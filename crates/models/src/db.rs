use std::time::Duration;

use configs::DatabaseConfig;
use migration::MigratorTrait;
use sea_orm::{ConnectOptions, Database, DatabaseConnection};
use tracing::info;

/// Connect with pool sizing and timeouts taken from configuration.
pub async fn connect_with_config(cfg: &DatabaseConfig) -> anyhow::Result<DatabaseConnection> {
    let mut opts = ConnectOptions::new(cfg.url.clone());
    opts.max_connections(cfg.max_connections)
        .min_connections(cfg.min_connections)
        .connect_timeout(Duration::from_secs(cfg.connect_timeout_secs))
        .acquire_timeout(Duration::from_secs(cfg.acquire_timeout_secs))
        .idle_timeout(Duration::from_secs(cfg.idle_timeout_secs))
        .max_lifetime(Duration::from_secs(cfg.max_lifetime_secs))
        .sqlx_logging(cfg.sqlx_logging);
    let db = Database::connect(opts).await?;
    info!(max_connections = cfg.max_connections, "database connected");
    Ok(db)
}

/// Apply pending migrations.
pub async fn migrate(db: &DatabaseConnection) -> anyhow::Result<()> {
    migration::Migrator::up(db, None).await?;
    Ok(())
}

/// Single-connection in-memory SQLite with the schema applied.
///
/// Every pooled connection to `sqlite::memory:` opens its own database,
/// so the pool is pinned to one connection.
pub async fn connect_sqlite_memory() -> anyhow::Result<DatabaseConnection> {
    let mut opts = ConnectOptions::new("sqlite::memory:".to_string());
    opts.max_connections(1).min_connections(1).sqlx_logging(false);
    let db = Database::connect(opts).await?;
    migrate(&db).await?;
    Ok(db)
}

---*---

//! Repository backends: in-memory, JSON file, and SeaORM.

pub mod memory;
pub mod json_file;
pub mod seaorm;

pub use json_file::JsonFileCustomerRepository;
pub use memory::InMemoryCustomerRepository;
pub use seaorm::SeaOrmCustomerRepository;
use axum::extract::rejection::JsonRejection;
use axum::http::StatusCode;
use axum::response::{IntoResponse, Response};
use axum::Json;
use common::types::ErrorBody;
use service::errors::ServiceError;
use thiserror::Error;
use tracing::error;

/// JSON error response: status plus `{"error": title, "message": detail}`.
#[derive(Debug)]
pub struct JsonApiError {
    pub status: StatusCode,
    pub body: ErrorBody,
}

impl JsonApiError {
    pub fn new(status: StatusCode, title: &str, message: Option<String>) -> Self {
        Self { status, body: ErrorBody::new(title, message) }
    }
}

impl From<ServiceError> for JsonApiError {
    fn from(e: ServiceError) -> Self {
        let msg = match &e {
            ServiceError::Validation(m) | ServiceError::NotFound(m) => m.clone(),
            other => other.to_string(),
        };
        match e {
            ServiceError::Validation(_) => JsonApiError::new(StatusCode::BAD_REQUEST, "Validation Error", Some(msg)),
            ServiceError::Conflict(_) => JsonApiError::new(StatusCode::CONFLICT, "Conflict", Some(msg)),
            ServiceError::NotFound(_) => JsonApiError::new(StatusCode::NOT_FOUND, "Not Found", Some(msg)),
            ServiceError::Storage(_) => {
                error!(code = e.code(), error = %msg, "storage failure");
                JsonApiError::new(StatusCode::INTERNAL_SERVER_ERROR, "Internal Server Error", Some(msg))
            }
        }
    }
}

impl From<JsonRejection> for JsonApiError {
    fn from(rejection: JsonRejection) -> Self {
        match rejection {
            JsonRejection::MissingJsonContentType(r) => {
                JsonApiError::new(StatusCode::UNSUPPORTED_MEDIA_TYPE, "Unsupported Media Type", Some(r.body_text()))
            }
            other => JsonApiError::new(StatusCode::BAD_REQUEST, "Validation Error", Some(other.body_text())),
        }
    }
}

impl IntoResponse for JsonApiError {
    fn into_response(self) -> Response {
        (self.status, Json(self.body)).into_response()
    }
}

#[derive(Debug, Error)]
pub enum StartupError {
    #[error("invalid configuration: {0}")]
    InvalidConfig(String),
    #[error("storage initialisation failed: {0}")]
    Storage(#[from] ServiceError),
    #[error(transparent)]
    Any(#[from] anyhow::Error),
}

---*---

**GOAL OF THE EXERCISE**
Note every line above where the string "axum" shows up, and copy those lines.

**RESULT FOR THIS TASK**
use axum::extract::rejection::JsonRejection;
use axum::http::StatusCode;
use axum::response::{IntoResponse, Response};
use axum::Json;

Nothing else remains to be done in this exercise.